**Entries shown:**
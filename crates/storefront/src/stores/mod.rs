//! The session stores.
//!
//! Two process-wide stores sharing one storage handle:
//!
//! - [`IdentityStore`] owns the registered-identity set and the
//!   active-session pointer.
//! - [`CartStore`] owns every cart, keyed by owner, and reads the active
//!   identity through [`IdentityStore`] to resolve the current key.
//!
//! Construct each once at process start (see [`crate::state::ShopSession`])
//! and share by handle.

pub mod cart;
pub mod identity;

pub use cart::{CartError, CartStore};
pub use identity::{IdentityError, IdentityStore};
//! Domain models.
//!
//! These types represent validated domain objects separate from the store
//! code that manages them. Persisted records serialize with camelCase field
//! names, which is the on-disk layout the stores commit to.

pub mod cart;
pub mod identity;
pub mod product;

pub use cart::{CartLine, OwnerKey};
pub use identity::Identity;
pub use product::Product;
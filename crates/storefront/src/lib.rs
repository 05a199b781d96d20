//! Lavka Storefront library.
//!
//! The client-held shopping session core: a registered-identity store and a
//! per-identity cart store, both persisting through an injected key-value
//! [`storage`] capability, wired together by [`state::ShopSession`].
//!
//! The presentation layer (CLI, or whatever front-end drives this) consumes
//! the read/query operations and invokes the mutation operations; it gets no
//! change notifications and re-queries after each mutation.

#![cfg_attr(not(test), forbid(unsafe_code))]

pub mod config;
pub mod error;
pub mod models;
pub mod state;
pub mod storage;
pub mod stores;
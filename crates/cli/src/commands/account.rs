//! Account commands: register, login, logout, whoami, users.

use lavka_storefront::error::SessionError;
use lavka_storefront::state::ShopSession;
use lavka_storefront::storage::PersistenceError;

/// Register a new identity and log it in.
///
/// # Errors
///
/// Returns [`SessionError`] if validation fails, the username or email is
/// taken, or the stores cannot persist.
#[allow(clippy::print_stdout)]
pub fn register(
    session: &ShopSession,
    username: &str,
    email: &str,
    password: &str,
) -> Result<(), SessionError> {
    let identity = session.sign_up(username, email, password)?;
    println!("Welcome, {}! Your account is ready.", identity.username);
    Ok(())
}

/// Log in and migrate the guest cart.
///
/// # Errors
///
/// Returns [`SessionError`] on bad credentials or persistence failure.
#[allow(clippy::print_stdout)]
pub fn login(session: &ShopSession, username: &str, password: &str) -> Result<(), SessionError> {
    let identity = session.sign_in(username, password)?;
    println!("Welcome back, {}!", identity.username);
    Ok(())
}

/// Log out.
///
/// # Errors
///
/// Returns [`SessionError`] if the session record cannot be deleted.
#[allow(clippy::print_stdout)]
pub fn logout(session: &ShopSession) -> Result<(), SessionError> {
    session.sign_out()?;
    println!("Logged out.");
    Ok(())
}

/// Show the active identity, if any.
///
/// # Errors
///
/// Returns [`PersistenceError`] if the session record cannot be read.
#[allow(clippy::print_stdout)]
pub fn whoami(session: &ShopSession) -> Result<(), PersistenceError> {
    match session.identities().current_identity()? {
        Some(identity) => println!(
            "{} <{}> (registered {})",
            identity.username,
            identity.email,
            identity.created_at.format("%Y-%m-%d")
        ),
        None => println!("Not logged in."),
    }
    Ok(())
}

/// List registered identities in registration order.
#[allow(clippy::print_stdout)]
pub fn users(session: &ShopSession) {
    let identities = session.identities().list_identities();
    if identities.is_empty() {
        println!("No registered identities.");
        return;
    }

    for identity in identities {
        println!(
            "{:<20} {:<30} {}",
            identity.username,
            identity.email,
            identity.created_at.format("%Y-%m-%d %H:%M")
        );
    }
}
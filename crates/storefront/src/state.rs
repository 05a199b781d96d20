//! Session state shared across the application.

use std::sync::Arc;

use crate::error::SessionError;
use crate::models::Identity;
use crate::storage::{PersistenceError, Storage};
use crate::stores::{CartStore, IdentityStore};

/// The shopping session: one identity store and one cart store over a
/// shared storage handle.
///
/// Construct this once at process start and pass it to collaborators; it is
/// cheaply cloneable via `Arc`, so every clone addresses the same single
/// in-memory copy of the identity set and carts. This replaces the implicit
/// global singleton a client app would reach for.
#[derive(Clone)]
pub struct ShopSession {
    inner: Arc<ShopSessionInner>,
}

struct ShopSessionInner {
    identities: Arc<IdentityStore>,
    carts: CartStore,
}

impl ShopSession {
    /// Wire the stores over `storage`.
    ///
    /// # Errors
    ///
    /// Returns [`PersistenceError`] if the persisted identity set cannot be
    /// read.
    pub fn new(storage: Arc<dyn Storage>) -> Result<Self, PersistenceError> {
        let identities = Arc::new(IdentityStore::open(Arc::clone(&storage))?);
        let carts = CartStore::new(storage, Arc::clone(&identities));

        Ok(Self {
            inner: Arc::new(ShopSessionInner { identities, carts }),
        })
    }

    /// Get a reference to the identity store.
    #[must_use]
    pub fn identities(&self) -> &IdentityStore {
        &self.inner.identities
    }

    /// Get a reference to the cart store.
    #[must_use]
    pub fn carts(&self) -> &CartStore {
        &self.inner.carts
    }

    /// Log in: authenticate, then hand the anonymous cart over to the new
    /// identity.
    ///
    /// Cart migration runs exactly once, immediately after the identity
    /// becomes active and before this returns.
    ///
    /// # Errors
    ///
    /// Returns [`SessionError`] if authentication fails or either store
    /// cannot persist.
    pub fn sign_in(&self, username: &str, credential: &str) -> Result<Identity, SessionError> {
        let identity = self.inner.identities.authenticate(username, credential)?;
        self.inner.carts.migrate_anonymous_cart(identity.id)?;
        Ok(identity)
    }

    /// Register a new identity and immediately log it in, migrating the
    /// anonymous cart along the way.
    ///
    /// # Errors
    ///
    /// Returns [`SessionError`] if registration or the follow-up login
    /// fails.
    pub fn sign_up(
        &self,
        username: &str,
        email: &str,
        credential: &str,
    ) -> Result<Identity, SessionError> {
        self.inner.identities.register(username, email, credential)?;
        self.sign_in(username, credential)
    }

    /// Log out. Idempotent.
    ///
    /// # Errors
    ///
    /// Returns [`SessionError`] if the persisted session record cannot be
    /// deleted.
    pub fn sign_out(&self) -> Result<(), SessionError> {
        self.inner.identities.end_session()?;
        Ok(())
    }
}
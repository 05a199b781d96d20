//! Core types for Lavka.
//!
//! This module provides type-safe wrappers for common domain concepts.

pub mod credential;
pub mod email;
pub mod id;
pub mod price;
pub mod username;

pub use credential::CredentialProof;
pub use email::{Email, EmailError};
pub use id::*;
pub use price::Price;
pub use username::{Username, UsernameError};
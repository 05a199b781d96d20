//! Product record consumed from the catalog.

use serde::{Deserialize, Serialize};

use lavka_core::{Price, ProductId};

/// A catalog product.
///
/// Products are owned by the presentation layer's catalog and are read-only
/// as far as this crate is concerned: the cart store copies `id` and `price`
/// into a [`super::CartLine`] at add time and never looks at the rest.
#[derive(Debug, Clone, Serialize, Deserialize)]
#[serde(rename_all = "camelCase")]
pub struct Product {
    /// Catalog-assigned product ID.
    pub id: ProductId,
    /// Display name.
    pub name: String,
    /// Current price.
    pub price: Price,
    /// Short glyph shown next to the name (the catalog uses emoji).
    pub display_glyph: String,
    /// Longer display description.
    pub description: String,
}
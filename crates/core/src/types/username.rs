//! Username type.

use core::fmt;

use serde::{Deserialize, Serialize};

/// Errors that can occur when parsing a [`Username`].
#[derive(thiserror::Error, Debug, Clone)]
pub enum UsernameError {
    /// The input string is empty.
    #[error("username cannot be empty")]
    Empty,
    /// The input string is too long.
    #[error("username must be at most {max} characters")]
    TooLong {
        /// Maximum allowed length.
        max: usize,
    },
    /// The input contains whitespace.
    #[error("username cannot contain whitespace")]
    ContainsWhitespace,
}

/// A registered identity's username.
///
/// Usernames are compared case-sensitively: `Admin` and `admin` are two
/// distinct usernames as far as uniqueness and authentication are concerned.
///
/// ## Constraints
///
/// - Length: 1-64 characters
/// - No whitespace
#[derive(Debug, Clone, Serialize, Deserialize, PartialEq, Eq, Hash)]
#[serde(transparent)]
pub struct Username(String);

impl Username {
    /// Maximum length of a username.
    pub const MAX_LENGTH: usize = 64;

    /// Parse a `Username` from a string.
    ///
    /// # Errors
    ///
    /// Returns an error if the input is empty, longer than 64 characters,
    /// or contains whitespace.
    pub fn parse(s: &str) -> Result<Self, UsernameError> {
        if s.is_empty() {
            return Err(UsernameError::Empty);
        }

        if s.len() > Self::MAX_LENGTH {
            return Err(UsernameError::TooLong {
                max: Self::MAX_LENGTH,
            });
        }

        if s.chars().any(char::is_whitespace) {
            return Err(UsernameError::ContainsWhitespace);
        }

        Ok(Self(s.to_owned()))
    }

    /// Returns the username as a string slice.
    #[must_use]
    pub fn as_str(&self) -> &str {
        &self.0
    }

    /// Consumes the `Username` and returns its inner string.
    #[must_use]
    pub fn into_inner(self) -> String {
        self.0
    }
}

impl fmt::Display for Username {
    fn fmt(&self, f: &mut fmt::Formatter<'_>) -> fmt::Result {
        write!(f, "{}", self.0)
    }
}

impl std::str::FromStr for Username {
    type Err = UsernameError;

    fn from_str(s: &str) -> Result<Self, Self::Err> {
        Self::parse(s)
    }
}

impl AsRef<str> for Username {
    fn as_ref(&self) -> &str {
        &self.0
    }
}
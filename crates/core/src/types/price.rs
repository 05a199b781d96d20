//! Type-safe price representation using decimal arithmetic.

use core::fmt;
use core::iter::Sum;
use core::ops::Add;

use rust_decimal::Decimal;
use serde::{Deserialize, Serialize};

/// A price in the shop's single display currency.
///
/// Wraps a [`Decimal`] so that cart totals are exact sums - no binary
/// floating point drift, no rounding beyond what the decimal type itself
/// carries.
#[derive(Debug, Clone, Copy, PartialEq, Eq, PartialOrd, Ord, Serialize, Deserialize)]
#[serde(transparent)]
pub struct Price(Decimal);

impl Price {
    /// The zero price.
    pub const ZERO: Self = Self(Decimal::ZERO);

    /// Create a new price.
    #[must_use]
    pub const fn new(amount: Decimal) -> Self {
        Self(amount)
    }

    /// Get the underlying decimal amount.
    #[must_use]
    pub const fn amount(&self) -> Decimal {
        self.0
    }

    /// The extended price: unit price times quantity.
    #[must_use]
    pub fn extended(&self, quantity: u32) -> Self {
        Self(self.0 * Decimal::from(quantity))
    }
}

impl fmt::Display for Price {
    fn fmt(&self, f: &mut fmt::Formatter<'_>) -> fmt::Result {
        write!(f, "{}", self.0)
    }
}

impl From<Decimal> for Price {
    fn from(amount: Decimal) -> Self {
        Self(amount)
    }
}

impl From<Price> for Decimal {
    fn from(price: Price) -> Self {
        price.0
    }
}

impl From<u32> for Price {
    fn from(amount: u32) -> Self {
        Self(Decimal::from(amount))
    }
}

impl Add for Price {
    type Output = Self;

    fn add(self, rhs: Self) -> Self {
        Self(self.0 + rhs.0)
    }
}

impl Sum for Price {
    fn sum<I: Iterator<Item = Self>>(iter: I) -> Self {
        iter.fold(Self::ZERO, Add::add)
    }
}

#[cfg(test)]
#[allow(clippy::unwrap_used)]
mod tests {
    use super::*;

    #[test]
    fn test_extended_price() {
        let unit = Price::from(25_000_u32);
        assert_eq!(unit.extended(2), Price::from(50_000_u32));
        assert_eq!(unit.extended(0), Price::ZERO);
    }

    #[test]
    fn test_sum() {
        let total: Price = [Price::from(100_u32), Price::from(250_u32)]
            .into_iter()
            .sum();
        assert_eq!(total, Price::from(350_u32));
    }

    #[test]
    fn test_exact_decimal_arithmetic() {
        let unit = Price::new("0.10".parse().unwrap());
        // 0.10 * 3 must be exactly 0.30
        assert_eq!(unit.extended(3), Price::new("0.30".parse().unwrap()));
    }

    #[test]
    fn test_serde_roundtrip() {
        let price = Price::from(50_000_u32);
        let json = serde_json::to_string(&price).unwrap();
        let parsed: Price = serde_json::from_str(&json).unwrap();
        assert_eq!(parsed, price);
    }
}
//! Application layer for the dice firmware
//! This module contains the button state machine that drives the rolls

use core::convert::Infallible;

use embedded_hal::blocking::delay::DelayMs;
use embedded_hal::digital::v2::InputPin;
use ufmt::uWrite;

use crate::config::{PowerMode, BUTTON_DEBOUNCE_MS};
use crate::dice::{PipCounter, Pips};
use crate::drivers::{Button, DiceDisplay, LedPort};
use crate::logger::EventLog;
use crate::roll::roll;

/// How the main loop waits while nothing is happening.
pub trait Standby {
    const MODE: PowerMode;

    /// Block until some interrupt has fired, or return straight away.
    fn standby(&mut self);
}

/// Busy polling, for boards without a usable sleep mode.
pub struct Spin;

impl Standby for Spin {
    const MODE: PowerMode = PowerMode::Spin;

    #[inline(always)]
    fn standby(&mut self) {}
}

#[derive(Clone, Copy, Debug, PartialEq, Eq)]
pub enum TriggerState {
    /// Asleep until an interrupt, then check the button
    Idle,
    /// Polling the button
    WaitingForPress,
    Rolling,
    WaitingForRelease,
    Debouncing,
}

impl TriggerState {
    /// State waiting for the next press
    pub const fn armed(mode: PowerMode) -> Self {
        match mode {
            PowerMode::Sleep => TriggerState::Idle,
            PowerMode::Spin => TriggerState::WaitingForPress,
        }
    }
}

/// Main application state and logic
pub struct Application<'a, B, L, D, S, W> {
    state: TriggerState,
    pips: &'a PipCounter,
    button: Button<B>,
    display: DiceDisplay<L>,
    delay: D,
    standby: S,
    log: EventLog<W>,
    last_roll: Option<Pips>,
}

impl<'a, B, L, D, S, W> Application<'a, B, L, D, S, W>
where
    B: InputPin,
    L: LedPort,
    D: DelayMs<u16>,
    S: Standby,
    W: uWrite,
{
    pub fn new(
        pips: &'a PipCounter,
        button: Button<B>,
        display: DiceDisplay<L>,
        delay: D,
        standby: S,
        log: EventLog<W>,
    ) -> Self {
        Self {
            state: TriggerState::armed(S::MODE),
            pips,
            button,
            display,
            delay,
            standby,
            log,
            last_roll: None,
        }
    }

    pub fn state(&self) -> TriggerState {
        self.state
    }

    /// Face shown by the most recent roll
    pub fn last_roll(&self) -> Option<Pips> {
        self.last_roll
    }

    /// Advance the state machine by one transition.
    pub fn step(&mut self) -> Result<TriggerState, B::Error> {
        self.state = match self.state {
            TriggerState::Idle => {
                self.standby.standby();
                // Most wakes are timer overflows, not the button
                if self.button.is_pressed()? {
                    TriggerState::Rolling
                } else {
                    TriggerState::Idle
                }
            }
            TriggerState::WaitingForPress => {
                if self.button.is_pressed()? {
                    TriggerState::Rolling
                } else {
                    TriggerState::WaitingForPress
                }
            }
            TriggerState::Rolling => {
                self.log.roll_started();
                let face = roll(&mut self.delay, &mut self.display, self.pips);
                self.log.settled(face);
                self.last_roll = Some(face);
                TriggerState::WaitingForRelease
            }
            TriggerState::WaitingForRelease => {
                if self.button.is_released()? {
                    self.log.released();
                    TriggerState::Debouncing
                } else {
                    TriggerState::WaitingForRelease
                }
            }
            TriggerState::Debouncing => {
                self.delay.delay_ms(BUTTON_DEBOUNCE_MS);
                TriggerState::armed(S::MODE)
            }
        };
        Ok(self.state)
    }

    /// Run forever. Only returns if reading the button fails.
    pub fn run(&mut self) -> Result<Infallible, B::Error> {
        self.log.booted(S::MODE);
        loop {
            self.step()?;
        }
    }
}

**Task brief:**
A word-for-word copy of the lines above from the one with "use lavka_storefront::storage::PersistenceError;" through the one with "let identities = session.identities().list_identities();", inclusive, is the only output wanted.

**Finished exercise:**
use lavka_storefront::storage::PersistenceError;

/// Register a new identity and log it in.
///
/// # Errors
///
/// Returns [`SessionError`] if validation fails, the username or email is
/// taken, or the stores cannot persist.
#[allow(clippy::print_stdout)]
pub fn register(
    session: &ShopSession,
    username: &str,
    email: &str,
    password: &str,
) -> Result<(), SessionError> {
    let identity = session.sign_up(username, email, password)?;
    println!("Welcome, {}! Your account is ready.", identity.username);
    Ok(())
}

/// Log in and migrate the guest cart.
///
/// # Errors
///
/// Returns [`SessionError`] on bad credentials or persistence failure.
#[allow(clippy::print_stdout)]
pub fn login(session: &ShopSession, username: &str, password: &str) -> Result<(), SessionError> {
    let identity = session.sign_in(username, password)?;
    println!("Welcome back, {}!", identity.username);
    Ok(())
}

/// Log out.
///
/// # Errors
///
/// Returns [`SessionError`] if the session record cannot be deleted.
#[allow(clippy::print_stdout)]
pub fn logout(session: &ShopSession) -> Result<(), SessionError> {
    session.sign_out()?;
    println!("Logged out.");
    Ok(())
}

/// Show the active identity, if any.
///
/// # Errors
///
/// Returns [`PersistenceError`] if the session record cannot be read.
#[allow(clippy::print_stdout)]
pub fn whoami(session: &ShopSession) -> Result<(), PersistenceError> {
    match session.identities().current_identity()? {
        Some(identity) => println!(
            "{} <{}> (registered {})",
            identity.username,
            identity.email,
            identity.created_at.format("%Y-%m-%d")
        ),
        None => println!("Not logged in."),
    }
    Ok(())
}

/// List registered identities in registration order.
#[allow(clippy::print_stdout)]
pub fn users(session: &ShopSession) {
    let identities = session.identities().list_identities();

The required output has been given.